# A question for the artists out there (as in sketching, painting with oils, watercolor etc)



## deesierra (Oct 24, 2020)

What is your inspiration? Do you look at photos of loved ones and recreate them onto canvas? Do you take your easel and supplies up to an amazing vista and recreate what you see? Do you create simply from your mind's eye? What is your favorite medium?


----------



## Ruthanne (Oct 25, 2020)

I haven't drawn in a long time but when I did I often did abstracts and they were concocted from things I had put together like a cardboard box with cutouts in it but I also have done landscapes and by just looking at them and drawing and I also have done faces and also by looking at them and drawing what I see and mostly all I have done is by drawing exactly what I see and I don't go by photos or memory.


----------



## Ruthanne (Oct 25, 2020)

I don't use an easel but I usually have a drawing board to put the paper on and I have used charcoal and pastels and watercolor and pen.  I have some other things to use that I haven't used yet like darker colors besides pastels and paints.


----------



## Wren (Oct 25, 2020)

I tend to have  phases, following my imagination, flowers, shells, abstracts, etc. mainly  using acrylic paint, although   I’m currently drawing portraits with pencil and chalk


----------



## Keesha (Oct 26, 2020)

deesierra said:


> What is your inspiration? Do you look at photos of loved ones and recreate them onto canvas? Do you take your easel and supplies up to an amazing vista and recreate what you see? Do you create simply from your mind's eye? What is your favorite medium?

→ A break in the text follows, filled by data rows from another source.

//! Shared data models: the normalized location tuple and the response shape.

use serde::{Deserialize, Serialize};

/// Normalized administrative location.
///
/// All five fields are plain strings where the empty string means "unknown
/// at this layer". Equality is tuple equality of all five fields.
#[derive(Debug, Clone, Default, PartialEq, Eq)]
pub struct Location {
    pub country: String,
    pub region: String,
    pub province: String,
    pub city: String,
    pub isp: String,
}

impl Location {
    /// Returns whether every field is unknown.
    pub fn is_empty(&self) -> bool {
        self.country.is_empty()
            && self.region.is_empty()
            && self.province.is_empty()
            && self.city.is_empty()
            && self.isp.is_empty()
    }

    /// Returns whether the fine-grained fields (province or city) are missing.
    ///
    /// A partial location is what triggers the optional fusion pass on cache
    /// and local-index hits.
    pub fn is_partial(&self) -> bool {
        self.province.is_empty() || self.city.is_empty()
    }
}

/// The serialized query response: the echoed IP plus the resolved location.
#[derive(Debug, Clone, Default, Serialize, Deserialize, PartialEq, Eq)]
pub struct QueryResult {
    pub ip: String,
    pub country: String,
    pub region: String,
    pub province: String,
    pub city: String,
    pub isp: String,
}

impl QueryResult {
    pub fn new(ip: &str) -> Self {
        Self {
            ip: ip.to_string(),
            ..Self::default()
        }
    }

    /// Overwrites the location fields from a resolved `Location`.
    pub fn fill(&mut self, loc: &Location) {
        self.country = loc.country.clone();
        self.region = loc.region.clone();
        self.province = loc.province.clone();
        self.city = loc.city.clone();
        self.isp = loc.isp.clone();
    }

    /// Extracts the location fields back out of the response.
    pub fn location(&self) -> Location {
        Location {
            country: self.country.clone(),
            region: self.region.clone(),
            province: self.province.clone(),
            city: self.city.clone(),
            isp: self.isp.clone(),
        }
    }
}

#[cfg(test)]
mod tests {
    use super::*;

    #[test]
    fn test_location_is_empty() {
        assert!(Location::default().is_empty());
        let loc = Location {
            city: "南京".into(),
            ..Default::default()
        };
        assert!(!loc.is_empty());
    }

    #[test]
    fn test_location_is_partial() {
        let mut loc = Location {
            country: "中国".into(),
            region: "华东".into(),
            province: "江苏".into(),
            city: "南京".into(),
            isp: "电信".into(),
        };
        assert!(!loc.is_partial());
        loc.city.clear();
        assert!(loc.is_partial());
        loc.city = "南京".into();
        loc.province.clear();
        assert!(loc.is_partial());
    }

    #[test]
    fn test_query_result_serialization_keys() {
        let mut res = QueryResult::new("1.2.3.4");
        res.fill(&Location {
            country: "中国".into(),
            region: "华东".into(),
            province: "江苏".into(),
            city: "南京".into(),
            isp: "电信".into(),
        });
        let json = serde_json::to_string(&res).expect("serialize");
        assert!(json.contains("\"ip\":\"1.2.3.4\""));
        assert!(json.contains("\"isp\":\"电信\""));
        let back: QueryResult = serde_json::from_str(&json).expect("deserialize");
        assert_eq!(back, res);
    }

    #[test]
    fn test_fill_and_location_round_trip() {
        let loc = Location {
            country: "中国".into(),
            region: "".into(),
            province: "广东".into(),
            city: "深圳".into(),
            isp: "".into(),
        };
        let mut res = QueryResult::new("9.9.9.9");
        res.fill(&loc);
        assert_eq!(res.location(), loc);
    }
}
//! Inbound rate limiting.
//!
//! A token bucket keyed on wall-clock seconds: the bucket refills to
//! capacity when the second rolls over, and an exhausted bucket rejects the
//! request before it enters the pipeline. No queueing.

use std::sync::Mutex;

use chrono::Utc;

struct BucketState {
    tokens: u32,
    last_sec: i64,
}

/// Per-second token bucket.
pub struct TokenBucket {
    capacity: u32,
    state: Mutex<BucketState>,
}

impl TokenBucket {
    pub fn new(qps: u32) -> Self {
        Self {
            capacity: qps,
            state: Mutex::new(BucketState {
                tokens: qps,
                last_sec: Utc::now().timestamp(),
            }),
        }
    }

    /// Consumes one token if available.
    pub fn allow(&self) -> bool {
        self.allow_at(Utc::now().timestamp())
    }

    fn allow_at(&self, now_sec: i64) -> bool {
        let mut state = self.state.lock().unwrap_or_else(|e| e.into_inner());
        if state.last_sec != now_sec {
            state.last_sec = now_sec;
            state.tokens = self.capacity;
        }
        if state.tokens > 0 {
            state.tokens -= 1;
            true
        } else {
            false
        }
    }
}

Pictures are what  usually inspires me. I don’t take my easel outside. That entire idea is something that sounds wonderful in story books and looks wonderful in pictures and movies. In reality, leaves and bugs and stuff stick to the paint while outside.


Once I have an idea of what I’d like to paint I then put it on canvas or paper. Most pictures I plan out first by vaguely sketching it first. My favourite medium is water colour on 200 to 300 lb. paper sometimes using pen and ink on top of water colour - but not on water colour paper. ( it’s too rough )

There are app’s that will turn your photos into pen and ink which you can then paint. My husband found it but I’ve never used it but would really like to. That’s why I wanted an iPad with a magic pen. Creating art is incredibly therapeutic.


----------



## RadishRose (Oct 26, 2020)

I used to draw years and years ago. Pencil, charcoal and some pastels.


----------



## Gaer (Oct 26, 2020)

Painting:
I "see" a picture in my head and I have to bring it to life.
I use acrylic and oils.  (many rich colors can only be achieved with oils)
I paint flat on a table.  
I paint very quickly, while the picture is still in my mind.

illustration:
Again, out of my head, 
Draw with pen or pencil on bond paper.

Sculpting for bronze:
I have no choice but to do this!
The sculpture is in my head and I HAVE TO  create it!

No training with anything I make.  It's an "urge" i can't ignore.  Something I have to do!


----------



## Pappy (Oct 27, 2020)

My granddaughter is selling art and jewelry professionally now. Such natural talent. Most of her art is with colored pencils. Here’s an example.


----------



## Pappy (Oct 27, 2020)

I, however, am still trying to master stick figures.


----------



## jujube (Oct 27, 2020)

I can't draw flies.....


----------



## deesierra (Oct 27, 2020)

Ruthanne said:


> I haven't drawn in a long time but when I did I often did abstracts and they were concocted from things I had put together like a cardboard box with cutouts in it but I also have done landscapes and by just looking at them and drawing and I also have done faces and also by looking at them and drawing what I see and mostly all I have done is by drawing exactly what I see and I don't go by photos or memory.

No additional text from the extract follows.